• United States

Study touts broadband benefits for California

Nov 05, 20032 mins
Advanced Persistent ThreatsBroadbandInternet Service Providers

* Report urges changes to California telecom regulations

As many as 73,500 jobs could be created in California during the next three years if state regulators change pricing strategies to encourage the expansion of broadband and other advanced telecommunications services, according to a recent report by the Alliance for Public Technology.

The report urges state regulators to change their strategy and ease the requirements for incumbent local exchange carriers (ILEC) to open up their facilities and networks to competitive local exchange carriers (CLEC). The report recommends ways that regulators can encourage CLECs to invest in their own facilities and networks rather than piggybacking off investments by the ILECs. This, in turn, should encourage the ILECs to improve their own facilities and networks, the report says.

The report asserts that changing the state’s regulatory framework will create an economic boom in the Golden State because telecommunications carriers will start making major capital investments and hiring. A significant shift in the regulatory framework for telecommunications carriers could create between 31,000 and 73,500 additional jobs in the next three years, APT estimates.

“In California, the current pricing structure discourages competition and results in less access to advanced technology and less choice for consumers,” says Richard A. Bilas, emeritus professor of economics at California State University in Bakersfield and a former president of the California Public Utilities Commission.

The current California pricing model “creates below-cost pricing,” Bilas says. “With below-cost pricing, less investment takes place and there are fewer jobs.” 

Advocates of the report say improved access to broadband in the state’s rural areas would help minorities, elderly and disabled people by offering access to distance learning, tele-medicine and telework opportunities that are otherwise not available in these regions.

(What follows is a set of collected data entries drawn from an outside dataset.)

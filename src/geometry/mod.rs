pub mod curve;
pub mod surface;

pub use curve::{Arc, Curve, Line};
pub use surface::{Cylinder, FaceSurface, Plane, SurfaceKey, SurfaceKind};
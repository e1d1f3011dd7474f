use crate::error::{Result, TopologyError};
use crate::math::Point3;

use super::TopologyStore;

slotmap::new_key_type! {
    /// Unique identifier for a vertex in the topology store.
    pub struct VertexId;
}

/// Data associated with a topological vertex.
///
/// Vertices are shared by every co-edge that starts or ends at them and
/// live exactly as long as at least one co-edge references them.
#[derive(Debug, Clone)]
pub struct VertexData {
    /// The 3D position of the vertex.
    pub point: Point3,
    uses: usize,
}

impl VertexData {
    /// Number of co-edge endpoints referencing this vertex.
    #[must_use]
    pub fn uses(&self) -> usize {
        self.uses
    }
}

impl TopologyStore {
    /// Inserts an unreferenced vertex. It is dropped again unless a co-edge
    /// picks it up before the next release.
    pub fn add_vertex(&mut self, point: Point3) -> VertexId {
        self.vertices.insert(VertexData { point, uses: 0 })
    }

    /// Returns the position of a vertex.
    ///
    /// # Errors
    ///
    /// Returns an error if the vertex is not found.
    pub fn vertex_point(&self, id: VertexId) -> Result<Point3> {
        Ok(self.vertex(id)?.point)
    }

    pub(crate) fn retain_vertex(&mut self, id: VertexId) -> Result<()> {
        let vertex = self
            .vertices
            .get_mut(id)
            .ok_or_else(|| TopologyError::EntityNotFound("vertex".into()))?;
        vertex.uses += 1;
        Ok(())
    }

    /// Drops one reference; the vertex is removed when none remain.
    pub(crate) fn release_vertex(&mut self, id: VertexId) {
        if let Some(vertex) = self.vertices.get_mut(id) {
            vertex.uses = vertex.uses.saturating_sub(1);
            if vertex.uses == 0 {
                self.vertices.remove(id);
            }
        }
    }
}
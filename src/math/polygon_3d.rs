use crate::geometry::surface::Plane;

use super::{Point3, Vector3, TOLERANCE};

/// Projects a 3D point onto the UV coordinate system of a plane.
///
/// Returns `(u, v)` coordinates.
#[must_use]
pub fn project_to_uv(point: &Point3, plane: &Plane) -> (f64, f64) {
    let diff = point - plane.origin();
    let u = diff.dot(plane.u_dir());
    let v = diff.dot(plane.v_dir());
    (u, v)
}

/// Point-in-polygon test for a 3D point coplanar with the polygon.
///
/// Projects to the plane's UV coordinate space and uses the winding number
/// algorithm. Points exactly on the boundary may land on either side.
#[must_use]
pub fn point_in_polygon_3d(point: &Point3, polygon: &[Point3], plane: &Plane) -> bool {
    if polygon.len() < 3 {
        return false;
    }

    let (px, py) = project_to_uv(point, plane);
    let uvs: Vec<(f64, f64)> = polygon.iter().map(|p| project_to_uv(p, plane)).collect();

    winding_number_2d(px, py, &uvs) != 0
}

/// Winding number of point `(px, py)` with respect to polygon `verts`.
///
/// Non-zero => inside, zero => outside.
fn winding_number_2d(px: f64, py: f64, verts: &[(f64, f64)]) -> i32 {
    let n = verts.len();
    let mut winding = 0i32;
    for i in 0..n {
        let (x0, y0) = verts[i];
        let (x1, y1) = verts[(i + 1) % n];

        if y0 <= py {
            if y1 > py && cross_2d(x1 - x0, y1 - y0, px - x0, py - y0) > 0.0 {
                winding += 1;
            }
        } else if y1 <= py && cross_2d(x1 - x0, y1 - y0, px - x0, py - y0) < 0.0 {
            winding -= 1;
        }
    }
    winding
}

/// 2D cross product: `(ax * by - ay * bx)`.
#[inline]
fn cross_2d(ax: f64, ay: f64, bx: f64, by: f64) -> f64 {
    ax * by - ay * bx
}

/// Computes the normal of a polygon using Newell's method.
///
/// Returns `None` for degenerate (zero-area) polygons.
#[must_use]
pub fn newell_normal(points: &[Point3]) -> Option<Vector3> {
    let n = points.len();
    let mut normal = Vector3::new(0.0, 0.0, 0.0);
    for i in 0..n {
        let curr = &points[i];
        let next = &points[(i + 1) % n];
        normal.x += (curr.y - next.y) * (curr.z + next.z);
        normal.y += (curr.z - next.z) * (curr.x + next.x);
        normal.z += (curr.x - next.x) * (curr.y + next.y);
    }
    let len = normal.norm();
    (len >= TOLERANCE).then(|| normal / len)
}

/// Signed area of a polygon measured along `normal`.
///
/// Positive when the polygon winds counter-clockwise seen from `normal`.
#[must_use]
pub fn signed_area_3d(points: &[Point3], normal: &Vector3) -> f64 {
    if points.len() < 3 {
        return 0.0;
    }
    let n = points.len();
    let mut cross_sum = Vector3::new(0.0, 0.0, 0.0);
    let o = &points[0];
    for i in 1..n {
        let a = points[i] - o;
        let b = points[(i + 1) % n] - o;
        cross_sum += a.cross(&b);
    }
    0.5 * cross_sum.dot(normal)
}

/// Unsigned area of a coplanar 3D polygon.
#[must_use]
pub fn polygon_area_3d(points: &[Point3], normal: &Vector3) -> f64 {
    signed_area_3d(points, normal).abs()
}

/// Distance from `point` to the segment `[a, b]`.
#[must_use]
pub fn distance_to_segment(point: &Point3, a: &Point3, b: &Point3) -> f64 {
    let ab = b - a;
    let len_sq = ab.norm_squared();
    if len_sq < TOLERANCE * TOLERANCE {
        return (point - a).norm();
    }
    let t = ((point - a).dot(&ab) / len_sq).clamp(0.0, 1.0);
    (point - (a + ab * t)).norm()
}
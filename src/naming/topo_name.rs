use std::fmt;

use serde::{Deserialize, Serialize};

use crate::error::Result;

/// Role of a face within an extruded body.
#[derive(Debug, Clone, Copy, PartialEq, Eq, Hash, PartialOrd, Ord, Serialize, Deserialize)]
#[serde(rename_all = "lowercase")]
pub enum TopoRole {
    Bottom,
    Top,
    Side,
}

/// Stable identifier of a generated face or footprint co-edge.
///
/// Two faces regenerated from the same footprint edge of the same owner
/// compare equal. `Clone` is a plain value copy.
#[derive(Debug, Clone, PartialEq, Eq, Hash, PartialOrd, Ord, Serialize, Deserialize)]
pub struct TopoName {
    /// Owning entity id, or several ids joined with `|` for merged fronts.
    pub id: String,
    #[serde(rename = "type")]
    pub role: TopoRole,
    pub index: u32,
    #[serde(rename = "subIndex", default, skip_serializing_if = "Option::is_none")]
    pub sub_index: Option<u32>,
}

impl TopoName {
    #[must_use]
    pub fn new(id: impl Into<String>, role: TopoRole, index: u32) -> Self {
        Self {
            id: id.into(),
            role,
            index,
            sub_index: None,
        }
    }

    /// Returns a copy carrying `sub_index`.
    #[must_use]
    pub fn with_sub_index(mut self, sub_index: u32) -> Self {
        self.sub_index = Some(sub_index);
        self
    }

    /// Serializes the name to its JSON dump.
    ///
    /// # Errors
    ///
    /// Returns an error if the name cannot be represented as JSON.
    pub fn dump(&self) -> Result<serde_json::Value> {
        Ok(serde_json::to_value(self)?)
    }

    /// Restores a name from its JSON dump.
    ///
    /// # Errors
    ///
    /// Returns an error if the value is not a name dump.
    pub fn load(value: &serde_json::Value) -> Result<Self> {
        Ok(Self::deserialize(value)?)
    }
}

impl fmt::Display for TopoName {
    fn fmt(&self, f: &mut fmt::Formatter<'_>) -> fmt::Result {
        write!(f, "{}/{:?}/{}", self.id, self.role, self.index)?;
        if let Some(sub) = self.sub_index {
            write!(f, ".{sub}")?;
        }
        Ok(())
    }
}
use serde::{Deserialize, Serialize};

use crate::error::{GeometryError, Result};
use crate::math::polygon_3d::distance_to_segment;
use crate::math::{Matrix4, Point3, Vector3, TOLERANCE};

/// A bounded line segment.
///
/// The parametric form is `P(t) = start + t * direction` with `t` in
/// `[0, length]` and a unit `direction`.
#[derive(Debug, Clone, PartialEq, Serialize, Deserialize)]
pub struct Line {
    start: Point3,
    end: Point3,
}

impl Line {
    /// Creates a segment between two points. Zero-length segments are
    /// representable; callers decide whether they are acceptable.
    #[must_use]
    pub fn new(start: Point3, end: Point3) -> Self {
        Self { start, end }
    }

    /// Returns the start point of the segment.
    #[must_use]
    pub fn start(&self) -> &Point3 {
        &self.start
    }

    /// Returns the end point of the segment.
    #[must_use]
    pub fn end(&self) -> &Point3 {
        &self.end
    }

    /// Returns the segment length.
    #[must_use]
    pub fn length(&self) -> f64 {
        (self.end - self.start).norm()
    }

    /// Returns the unit direction, or `None` for a zero-length segment.
    #[must_use]
    pub fn direction(&self) -> Option<Vector3> {
        let d = self.end - self.start;
        let len = d.norm();
        (len >= TOLERANCE).then(|| d / len)
    }

    /// Returns the point at `fraction` of the way from start to end.
    #[must_use]
    pub fn point_at_fraction(&self, fraction: f64) -> Point3 {
        self.start + (self.end - self.start) * fraction
    }

    /// Returns `true` if `point` lies on the segment within `tol`.
    #[must_use]
    pub fn contains_point(&self, point: &Point3, tol: f64) -> bool {
        distance_to_segment(point, &self.start, &self.end) <= tol
    }

    /// Swaps start and end.
    pub fn reverse(&mut self) {
        std::mem::swap(&mut self.start, &mut self.end);
    }

    /// Applies a homogeneous transform to both endpoints.
    pub fn transform(&mut self, matrix: &Matrix4) {
        self.start = matrix.transform_point(&self.start);
        self.end = matrix.transform_point(&self.end);
    }

    /// Splits the segment at an interior point.
    ///
    /// # Errors
    ///
    /// Returns [`GeometryError::PointNotOnCurve`] if `point` is not on the segment.
    pub fn split_at(&self, point: &Point3, tol: f64) -> Result<(Line, Line)> {
        if !self.contains_point(point, tol) {
            return Err(GeometryError::PointNotOnCurve.into());
        }
        Ok((Line::new(self.start, *point), Line::new(*point, self.end)))
    }
}
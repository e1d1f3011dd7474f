use std::collections::{HashMap, HashSet};

use crate::error::{OperationError, Result, TopologyError};
use crate::math::polygon_3d::{newell_normal, polygon_area_3d, signed_area_3d};
use crate::math::Point3;
use crate::topology::{CoEdgeId, FaceId, LoopId, SurfaceId, TopologyStore, VertexId};

/// Returns the surface shared by all `faces`.
///
/// # Errors
///
/// Returns [`TopologyError::EmptySurfaceList`] for an empty slice and
/// [`TopologyError::InvalidTopology`] if the faces lie on different surfaces.
pub fn merge_surface(store: &TopologyStore, faces: &[FaceId]) -> Result<SurfaceId> {
    let (first, rest) = faces.split_first().ok_or(TopologyError::EmptySurfaceList)?;
    let surface = store.face(*first)?.surface;
    let key = store.surface(surface)?.key();
    for face in rest {
        if store.face_surface(*face)?.key() != key {
            return Err(TopologyError::InvalidTopology("faces lie on different surfaces".into()).into());
        }
    }
    Ok(surface)
}

/// Discretizes a loop into a closed polyline (last point not repeated).
///
/// Arc co-edges are sampled against their partner's arc so that both
/// faces along a curved boundary produce identical points.
///
/// # Errors
///
/// Returns an error if the loop is broken.
pub fn discrete_loop(store: &TopologyStore, lp: LoopId, tol: f64) -> Result<Vec<Point3>> {
    let mut out = Vec::new();
    for coedge in store.loop_coedges(lp)? {
        let data = store.coedge(coedge)?;
        let mapping = match data.partner {
            Some(partner) => Some(&store.coedge(partner)?.curve),
            None => None,
        };
        let mut points = data.curve.discretize(tol, mapping);
        points.pop();
        out.extend(points);
    }
    Ok(out)
}

/// Area of a planar face, holes subtracted.
///
/// # Errors
///
/// Returns [`OperationError::Unsupported`] for non-planar faces.
pub fn face_area(store: &TopologyStore, face: FaceId, tol: f64) -> Result<f64> {
    let normal = match store.face_surface(face)?.as_plane() {
        Some(plane) => *plane.plane_normal(),
        None => return Err(OperationError::Unsupported("area of a non-planar face".into()).into()),
    };
    let sign = if store.face(face)?.same_sense { 1.0 } else { -1.0 };
    let mut area = 0.0;
    for lp in store.face_loops(face)? {
        area += signed_area_3d(&discrete_loop(store, lp, tol)?, &normal) * sign;
    }
    Ok(area)
}

fn loop_size(points: &[Point3]) -> f64 {
    newell_normal(points).map_or(0.0, |n| polygon_area_3d(points, &n))
}

/// Merges adjacent faces on one surface back into a single face.
///
/// Co-edges shared between two of the faces cancel; the rest are chained
/// into loops, the largest of which becomes the outer boundary. Split
/// vertices along the former boundary are kept.
///
/// # Errors
///
/// Returns an error if the faces do not share a surface, or the remaining
/// co-edges cannot be chained into closed loops. The store is unchanged on
/// error.
pub fn merge_faces(store: &mut TopologyStore, faces: &[FaceId], tol: f64) -> Result<FaceId> {
    let surface = merge_surface(store, faces)?;
    if let [only] = faces {
        return Ok(*only);
    }
    let first = store.face(faces[0])?.clone();

    let mut all = Vec::new();
    let mut old_loops = Vec::new();
    for &face in faces {
        old_loops.extend(store.face_loops(face)?);
        all.extend(store.face_coedges(face)?);
    }
    let members: HashSet<CoEdgeId> = all.iter().copied().collect();
    let mut cancelled = HashSet::new();
    for &c in &all {
        if let Some(partner) = store.coedge(c)?.partner {
            if members.contains(&partner) {
                cancelled.insert(c);
                cancelled.insert(partner);
            }
        }
    }
    let kept: Vec<CoEdgeId> = all.iter().copied().filter(|c| !cancelled.contains(c)).collect();

    let mut by_start: HashMap<VertexId, Vec<CoEdgeId>> = HashMap::new();
    for &c in &kept {
        by_start.entry(store.coedge(c)?.start).or_default().push(c);
    }
    let mut used = HashSet::new();
    let mut chains = Vec::new();
    for &seed in &kept {
        if used.contains(&seed) {
            continue;
        }
        let mut chain = vec![seed];
        used.insert(seed);
        let start = store.coedge(seed)?.start;
        let mut end = store.coedge(seed)?.end;
        while end != start {
            let next = by_start
                .get(&end)
                .and_then(|cands| cands.iter().copied().find(|c| !used.contains(c)))
                .ok_or(TopologyError::LoopNotClosed)?;
            used.insert(next);
            chain.push(next);
            end = store.coedge(next)?.end;
        }
        chains.push(chain);
    }
    if chains.is_empty() {
        return Err(TopologyError::InvalidTopology("merged faces leave no boundary".into()).into());
    }

    let mut sizes = Vec::with_capacity(chains.len());
    for chain in &chains {
        let mut points = Vec::new();
        for &c in chain {
            let mut samples = store.coedge(c)?.curve.discretize(tol, None);
            samples.pop();
            points.extend(samples);
        }
        sizes.push(loop_size(&points));
    }
    let outer_index = sizes
        .iter()
        .enumerate()
        .max_by(|a, b| a.1.total_cmp(b.1))
        .map_or(0, |(i, _)| i);

    // Everything fallible is done; rebuild.
    let shell = first.shell;
    for &face in faces {
        store.detach_face(face)?;
    }
    for &c in &cancelled {
        store.drop_coedge(c);
    }
    for lp in old_loops {
        store.discard_loop(lp);
    }
    let mut outer = None;
    let mut inners = Vec::new();
    for (i, chain) in chains.iter().enumerate() {
        let lp = store.create_loop();
        store.relink_loop(lp, chain)?;
        if i == outer_index {
            outer = Some(lp);
        } else {
            inners.push(lp);
        }
    }
    let outer = outer.ok_or(TopologyError::LoopNotClosed)?;
    let merged = store.create_face(surface, outer, inners, first.same_sense)?;
    if let Some(shell) = shell {
        store.add_face_to_shell(shell, merged)?;
    }
    Ok(merged)
}
use crate::error::{Result, TopologyError};
use crate::geometry::FaceSurface;
use crate::math::{is_nearly_equal, Point3, Vector3};

use super::coedge::CoEdgeId;
use super::loops::LoopId;
use super::shell::ShellId;
use super::TopologyStore;

slotmap::new_key_type! {
    /// Unique identifier for a face in the topology store.
    pub struct FaceId;
    /// Unique identifier for a surface in the topology store.
    pub struct SurfaceId;
}

/// Data associated with a topological face.
///
/// A face is a bounded region on a surface, defined by an outer loop
/// (counter-clockwise seen from the face normal) and optionally inner
/// loops (holes, clockwise).
#[derive(Debug, Clone)]
pub struct FaceData {
    /// The surface on which this face lies. Faces split from one another
    /// share it.
    pub surface: SurfaceId,
    pub outer: LoopId,
    pub inners: Vec<LoopId>,
    pub shell: Option<ShellId>,
    /// If `true`, the face normal agrees with the surface normal.
    pub same_sense: bool,
}

impl TopologyStore {
    /// Stores a surface for faces to reference.
    pub fn add_surface(&mut self, surface: FaceSurface) -> SurfaceId {
        self.surfaces.insert(surface)
    }

    /// Creates a face bounded by existing loops.
    ///
    /// # Errors
    ///
    /// Returns an error if the surface or a loop is missing, or a loop
    /// already bounds another face.
    pub fn create_face(
        &mut self,
        surface: SurfaceId,
        outer: LoopId,
        inners: Vec<LoopId>,
        same_sense: bool,
    ) -> Result<FaceId> {
        self.surface(surface)?;
        for &lp in std::iter::once(&outer).chain(&inners) {
            if self.loop_data(lp)?.face.is_some() {
                return Err(TopologyError::InvalidTopology("loop already bounds a face".into()).into());
            }
        }
        let face = self.faces.insert(FaceData {
            surface,
            outer,
            inners: inners.clone(),
            shell: None,
            same_sense,
        });
        for lp in std::iter::once(outer).chain(inners) {
            self.loop_mut(lp)?.face = Some(face);
        }
        Ok(face)
    }

    /// Returns the surface of a face.
    ///
    /// # Errors
    ///
    /// Returns an error if the face or its surface is missing.
    pub fn face_surface(&self, face: FaceId) -> Result<&FaceSurface> {
        self.surface(self.face(face)?.surface)
    }

    /// Outer loop followed by the inner loops.
    ///
    /// # Errors
    ///
    /// Returns an error if the face is missing.
    pub fn face_loops(&self, face: FaceId) -> Result<Vec<LoopId>> {
        let data = self.face(face)?;
        Ok(std::iter::once(data.outer).chain(data.inners.iter().copied()).collect())
    }

    /// Every co-edge of every loop of the face.
    ///
    /// # Errors
    ///
    /// Returns an error if the face or one of its loops is broken.
    pub fn face_coedges(&self, face: FaceId) -> Result<Vec<CoEdgeId>> {
        let mut out = Vec::new();
        for lp in self.face_loops(face)? {
            out.extend(self.loop_coedges(lp)?);
        }
        Ok(out)
    }

    /// Vertex positions of all loops of the face.
    ///
    /// # Errors
    ///
    /// Returns an error if the face or one of its loops is broken.
    pub fn face_points(&self, face: FaceId) -> Result<Vec<Point3>> {
        let mut out = Vec::new();
        for lp in self.face_loops(face)? {
            out.extend(self.loop_points(lp)?);
        }
        Ok(out)
    }

    /// Returns `true` if any vertex of the face lies at elevation `z`.
    ///
    /// # Errors
    ///
    /// Returns an error if the face is broken.
    pub fn face_touches_elevation(&self, face: FaceId, z: f64, eps: f64) -> Result<bool> {
        Ok(self.face_points(face)?.iter().any(|p| is_nearly_equal(p.z, z, eps)))
    }

    /// Outward normal of the face at one of its vertices, if the surface
    /// kind defines one.
    ///
    /// # Errors
    ///
    /// Returns an error if the face is broken.
    pub fn face_normal(&self, face: FaceId) -> Result<Option<Vector3>> {
        let data = self.face(face)?;
        let Some(root) = self.loop_data(data.outer)?.root else {
            return Ok(None);
        };
        let point = self.coedge_start_point(root)?;
        let sign = if data.same_sense { 1.0 } else { -1.0 };
        Ok(self.surface(data.surface)?.normal_at(&point).map(|n| n * sign))
    }

    /// Removes a face together with its loops. The surface is dropped when
    /// no other face references it.
    ///
    /// # Errors
    ///
    /// Returns an error if the face is missing.
    pub fn remove_face(&mut self, face: FaceId) -> Result<()> {
        let data = self.face(face)?.clone();
        for lp in std::iter::once(data.outer).chain(data.inners.iter().copied()) {
            self.remove_loop(lp)?;
        }
        if let Some(shell) = data.shell {
            if let Ok(shell) = self.shell_mut(shell) {
                shell.faces.retain(|f| *f != face);
            }
        }
        self.faces.remove(face);
        if !self.faces.values().any(|f| f.surface == data.surface) {
            self.surfaces.remove(data.surface);
        }
        Ok(())
    }

    /// Removes the face record and detaches it from its shell, leaving its
    /// loops and surface in place for reuse.
    pub(crate) fn detach_face(&mut self, face: FaceId) -> Result<FaceData> {
        let data = self
            .faces
            .remove(face)
            .ok_or_else(|| TopologyError::EntityNotFound("face".into()))?;
        if let Some(shell) = data.shell {
            if let Ok(shell) = self.shell_mut(shell) {
                shell.faces.retain(|f| *f != face);
            }
        }
        for lp in std::iter::once(data.outer).chain(data.inners.iter().copied()) {
            if let Ok(lp) = self.loop_mut(lp) {
                lp.face = None;
            }
        }
        Ok(data)
    }
}

#[cfg(test)]
#[allow(clippy::unwrap_used)]
mod tests {
    use super::*;
    use crate::geometry::Plane;

    fn square_face(store: &mut TopologyStore, z: f64) -> FaceId {
        let lp = store
            .create_loop_from_points(
                &[
                    Point3::new(0.0, 0.0, z),
                    Point3::new(1.0, 0.0, z),
                    Point3::new(1.0, 1.0, z),
                    Point3::new(0.0, 1.0, z),
                ],
                1e-9,
            )
            .unwrap();
        let plane = Plane::from_normal(Point3::new(0.0, 0.0, z), Vector3::z()).unwrap();
        let surface = store.add_surface(FaceSurface::Plane(plane));
        store.create_face(surface, lp, Vec::new(), true).unwrap()
    }

    #[test]
    fn touches_elevation_within_tolerance() {
        let mut store = TopologyStore::new();
        let low = square_face(&mut store, 1e-8);
        let high = square_face(&mut store, 3.0);
        assert!(store.face_touches_elevation(low, 0.0, 1e-6).unwrap());
        assert!(!store.face_touches_elevation(high, 0.0, 1e-6).unwrap());
    }

    #[test]
    fn remove_face_frees_everything() {
        let mut store = TopologyStore::new();
        let face = square_face(&mut store, 0.0);
        store.remove_face(face).unwrap();
        assert_eq!(store.face_count(), 0);
        assert_eq!(store.vertex_count(), 0);
        assert!(store.face(face).is_err());
    }

    #[test]
    fn loop_cannot_bound_two_faces() {
        let mut store = TopologyStore::new();
        let face = square_face(&mut store, 0.0);
        let outer = store.face(face).unwrap().outer;
        let surface = store.face(face).unwrap().surface;
        assert!(store.create_face(surface, outer, Vec::new(), true).is_err());
    }

    #[test]
    fn normal_follows_sense() {
        let mut store = TopologyStore::new();
        let face = square_face(&mut store, 0.0);
        let n = store.face_normal(face).unwrap().unwrap();
        assert!((n - Vector3::z()).norm() < 1e-12);
    }
}
mod cylinder;
mod plane;

pub use cylinder::Cylinder;
pub use plane::Plane;

use crate::error::Result;
use crate::math::{Matrix4, Point3, Vector3};

/// Quantization step used when hashing surface geometry.
const KEY_RESOLUTION: f64 = 1e-6;

/// Surface classification, fixed when the surface is created.
#[derive(Debug, Clone, Copy, PartialEq, Eq, Hash, PartialOrd, Ord)]
pub enum SurfaceKind {
    Plane,
    Cylinder,
    Other,
}

/// The geometric surface carried by a face.
#[derive(Debug, Clone)]
pub enum FaceSurface {
    /// A planar surface.
    Plane(Plane),
    /// A cylindrical surface.
    Cylinder(Cylinder),
    /// A surface the kernel does not interpret, identified by an opaque id.
    Other(u64),
}

/// Hashable, quantized description of a surface's geometry.
///
/// Two surfaces rebuilt from the same footprint produce the same key even
/// though they are distinct objects.
#[derive(Debug, Clone, Copy, PartialEq, Eq, Hash, PartialOrd, Ord)]
pub struct SurfaceKey {
    pub kind: SurfaceKind,
    pub values: [i64; 7],
}

#[allow(clippy::cast_possible_truncation)]
fn quantize(value: f64) -> i64 {
    (value / KEY_RESOLUTION).round() as i64
}

impl FaceSurface {
    /// Returns the surface kind.
    #[must_use]
    pub fn kind(&self) -> SurfaceKind {
        match self {
            FaceSurface::Plane(_) => SurfaceKind::Plane,
            FaceSurface::Cylinder(_) => SurfaceKind::Cylinder,
            FaceSurface::Other(_) => SurfaceKind::Other,
        }
    }

    #[must_use]
    pub fn is_plane(&self) -> bool {
        matches!(self, FaceSurface::Plane(_))
    }

    #[must_use]
    pub fn is_cylinder(&self) -> bool {
        matches!(self, FaceSurface::Cylinder(_))
    }

    /// Returns the plane, if this is a planar surface.
    #[must_use]
    pub fn as_plane(&self) -> Option<&Plane> {
        match self {
            FaceSurface::Plane(plane) => Some(plane),
            _ => None,
        }
    }

    /// Returns the surface as an edge-insertion hint. Only planes and
    /// cylinders are passed on.
    #[must_use]
    pub fn as_hint(&self) -> Option<&FaceSurface> {
        match self {
            FaceSurface::Plane(_) | FaceSurface::Cylinder(_) => Some(self),
            FaceSurface::Other(_) => None,
        }
    }

    /// Returns the quantized geometric key.
    #[must_use]
    pub fn key(&self) -> SurfaceKey {
        let values = match self {
            FaceSurface::Plane(plane) => {
                let n = plane.plane_normal();
                let offset = plane.origin().coords.dot(n);
                [quantize(n.x), quantize(n.y), quantize(n.z), quantize(offset), 0, 0, 0]
            }
            FaceSurface::Cylinder(cylinder) => {
                let axis = if cylinder.axis().z < 0.0 {
                    -cylinder.axis()
                } else {
                    *cylinder.axis()
                };
                let c = cylinder.center().coords;
                let foot = c - axis * c.dot(&axis);
                [
                    quantize(axis.x),
                    quantize(axis.y),
                    quantize(axis.z),
                    quantize(foot.x),
                    quantize(foot.y),
                    quantize(foot.z),
                    quantize(cylinder.radius()),
                ]
            }
            #[allow(clippy::cast_possible_wrap)]
            FaceSurface::Other(id) => [*id as i64, 0, 0, 0, 0, 0, 0],
        };
        SurfaceKey {
            kind: self.kind(),
            values,
        }
    }

    /// Returns a copy moved by a similarity transform.
    ///
    /// # Errors
    ///
    /// Returns an error if the transform degenerates the surface.
    pub fn transformed(&self, matrix: &Matrix4) -> Result<Self> {
        Ok(match self {
            FaceSurface::Plane(plane) => FaceSurface::Plane(plane.transformed(matrix)?),
            FaceSurface::Cylinder(cylinder) => FaceSurface::Cylinder(cylinder.transformed(matrix)?),
            FaceSurface::Other(id) => FaceSurface::Other(*id),
        })
    }

    /// Surface normal at a point on the surface, or `None` for opaque surfaces.
    #[must_use]
    pub fn normal_at(&self, point: &Point3) -> Option<Vector3> {
        match self {
            FaceSurface::Plane(plane) => Some(*plane.plane_normal()),
            FaceSurface::Cylinder(cylinder) => cylinder.normal_at(point),
            FaceSurface::Other(_) => None,
        }
    }
}
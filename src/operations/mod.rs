//! Operations on a [`TopologyStore`](crate::topology::TopologyStore):
//! building shells from footprints and editing existing shells.

pub mod modification;
pub mod shaping;

pub use modification::{AddEdges, AddEdgesResult, ShellEditor, ShellModification};
pub use shaping::{ExtrudeOptions, ExtrudePath, ShellWrapper};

Allen Hammond, president of APT and director of the Broadband Institute of California, said that the group studied eight rural counties in Central California. What APT found is that the existence of advanced networks helps “attract new business and investment, expand the reach of rural businesses, helps in meaningful job creation and in reducing the exodus of capable workers to urban regions,” Hammond says.

The report is entitled “Increasing Access to Telecom and Broadband Networks in California – Consumer Perspectives on Telecommunications Regulation.”

The APT is a non-profit organization in Washington, D.C., that lobbies for affordable access to communication services and technologies.  Specifically, the group represents the elderly, minorities, low-income groups and people with disabilities.